Ukraine's Metinvest hopes EU will agree alternative to steel duty

12 October 2017

The chief executive of Ukraine’s largest steelmaker on Wednesday said he was hopeful the government would reach an agreement with the European Commission to replace a new anti-dumping duty on Ukrainian hot-rolled steel with a minimum pricing mechanism.

On Friday, the European Union imposed tariffs on hot-rolled steel from Brazil, Iran, Russia and Ukraine after a complaint by EU producers that the construction and machinery product was being sold at excessively low prices.

The duty amounts to around 60 euros ($71) per ton for Ukrainian steelmakers such as Metinvest, which sells 150,000-200,000 tonnes of hot-rolled coils to Europe per year.

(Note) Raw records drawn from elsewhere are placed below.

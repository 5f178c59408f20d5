//! Database operations for repositories.

use sea_orm::sea_query::OnConflict;
use sea_orm::*;

use crate::entity::repository::{self, ActiveModel, Entity as Repository};
use crate::error::{AppError, AppResult};
use crate::models::github::GitHubRepository;

/// Insert a repository, or update it when its GitHub id is already known.
///
/// A single `INSERT .. ON CONFLICT` statement, so concurrent first
/// deliveries for the same repository both succeed.
pub async fn upsert<C: ConnectionTrait>(
    db: &C,
    data: &GitHubRepository,
) -> AppResult<repository::Model> {
    let model = ActiveModel {
        github_id: Set(data.id),
        name: Set(data.name.clone()),
        full_name: Set(data.full_name.clone()),
        private: Set(data.private),
        ..Default::default()
    };

    Repository::insert(model)
        .on_conflict(
            OnConflict::column(repository::Column::GithubId)
                .update_columns([
                    repository::Column::Name,
                    repository::Column::FullName,
                    repository::Column::Private,
                ])
                .to_owned(),
        )
        .exec_without_returning(db)
        .await?;

    find_by_github_id(db, data.id).await?.ok_or_else(|| {
        AppError::Database(format!("Repository {} missing after upsert", data.id))
    })
}

pub async fn find_by_github_id<C: ConnectionTrait>(
    db: &C,
    github_id: i64,
) -> AppResult<Option<repository::Model>> {
    Ok(Repository::find()
        .filter(repository::Column::GithubId.eq(github_id))
        .one(db)
        .await?)
}

/// All repositories, in insertion order.
pub async fn list_all<C: ConnectionTrait>(db: &C) -> AppResult<Vec<repository::Model>> {
    Ok(Repository::find()
        .order_by_asc(repository::Column::Id)
        .all(db)
        .await?)
}

pub async fn find_by_id<C: ConnectionTrait>(
    db: &C,
    id: i32,
) -> AppResult<Option<repository::Model>> {
    Ok(Repository::find_by_id(id).one(db).await?)
}

#[cfg(test)]
mod tests {
    use super::*;
    use crate::db::test_support::memory_pool;

    fn repo(name: &str, private: bool) -> GitHubRepository {
        GitHubRepository {
            id: 42,
            name: name.to_string(),
            full_name: format!("octo/{}", name),
            private,
        }
    }

    #[tokio::test]
    async fn test_upsert_is_idempotent_and_updates_fields() {
        let pool = memory_pool().await;
        let db = pool.connection();

        let first = upsert(db, &repo("demo", false)).await.unwrap();
        let second = upsert(db, &repo("renamed", true)).await.unwrap();

        assert_eq!(first.id, second.id);
        let all = list_all(db).await.unwrap();
        assert_eq!(all.len(), 1);
        assert_eq!(all[0].name, "renamed");
        assert_eq!(all[0].full_name, "octo/renamed");
        assert!(all[0].private);
    }

    #[tokio::test]
    async fn test_find_by_id_missing() {
        let pool = memory_pool().await;
        assert!(find_by_id(pool.connection(), 99).await.unwrap().is_none());
    }
}
//! Liveness and readiness probes for the query API.
//!
//! `gitevents-deploy` polls `/api/health` until the server is up.

use actix_web::{HttpResponse, get, web};
use serde::Serialize;
use tracing::warn;
use utoipa::ToSchema;

use crate::db::DbPool;

#[derive(Serialize, ToSchema)]
pub struct Liveness {
    status: &'static str,
    service: &'static str,
    version: &'static str,
}

#[derive(Serialize, ToSchema)]
pub struct Readiness {
    ready: bool,
    /// `connected` or `unreachable`
    database: &'static str,
    #[serde(skip_serializing_if = "Option::is_none")]
    detail: Option<String>,
}

/// The process is up; no dependencies are checked.
#[utoipa::path(
    get,
    path = "/api/health",
    tag = "Health",
    responses(
        (status = 200, description = "Process is running", body = Liveness)
    )
)]
#[get("/health")]
pub async fn health() -> HttpResponse {
    HttpResponse::Ok().json(Liveness {
        status: "ok",
        service: env!("CARGO_PKG_NAME"),
        version: env!("CARGO_PKG_VERSION"),
    })
}

/// Whether the event database answers `SELECT 1`.
#[utoipa::path(
    get,
    path = "/api/ready",
    tag = "Health",
    responses(
        (status = 200, description = "Event database reachable", body = Readiness),
        (status = 503, description = "Event database unreachable", body = Readiness)
    )
)]
#[get("/ready")]
pub async fn ready(pool: web::Data<DbPool>) -> HttpResponse {
    match pool.ping().await {
        Ok(()) => HttpResponse::Ok().json(Readiness {
            ready: true,
            database: "connected",
            detail: None,
        }),
        Err(e) => {
            warn!("Readiness check failed: {}", e);
            HttpResponse::ServiceUnavailable().json(Readiness {
                ready: false,
                database: "unreachable",
                detail: Some(e.to_string()),
            })
        }
    }
}

pub fn configure_health_routes(cfg: &mut web::ServiceConfig) {
    cfg.service(health).service(ready);
}
//! HTTP middleware.

mod request_logger;

pub use request_logger::RequestLogger;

Metinvest CEO Yuriy Ryzhenkov said the Ukrainian government had initiated talks to find an alternative arrangement for Ukraine due to its EU association agreement that established closer political and trade ties with the bloc as of September.

“The proposition from the government was related to self-imposed price restrictions, which we’re proposing instead of the anti-dumping duties,” Ryzhenkov said in an interview after Metinvest published its first-half results.

“Hopefully the European Commission will consider those and we’ll find an acceptable mechanism,” he said.

Ryzhenkov did not say what minimum price had been proposed by the government at the talks, which he described as ongoing.

He pointed to a reference to the Ukraine-EU association agreement in the latest anti-dumping regulation as a sign the Commission might accept the Ukrainian government’s proposal.

According to the online text of the regulation, the Commission is committed to “analyze the significance” of the association agreement.

Metinvest posted first-half net profit of $72 million earlier on Wednesday, 20 percent less than it reported for the same period of 2016.

The company, which is part of the business empire of Ukraine’s richest man, Rinat Akhmetov, lost some production in early 2017 after steel and coal assets in separatist eastern regions were seized by pro-Russian rebels.

CEO Ryzhenkov declined to make specific financial forecasts for 2017 as a whole, but said ongoing steel production curbs in China would help stabilize the global market.

“All in all that will help to bring the steel and iron ore markets back into balance, so we feel that we are looking at a more stable outlook than what we’ve seen so far,” he said.

Output in the second half is expected to be in line with the first six months of 2017, when Metinvest produced 3.9 million tonnes of crude steel and 13.6 million tonnes of iron ore.

Ryzhenkov said Metinvest would continue to supply hot-rolled coils to Europe and pay the required duty, while negotiations on the tariff continue.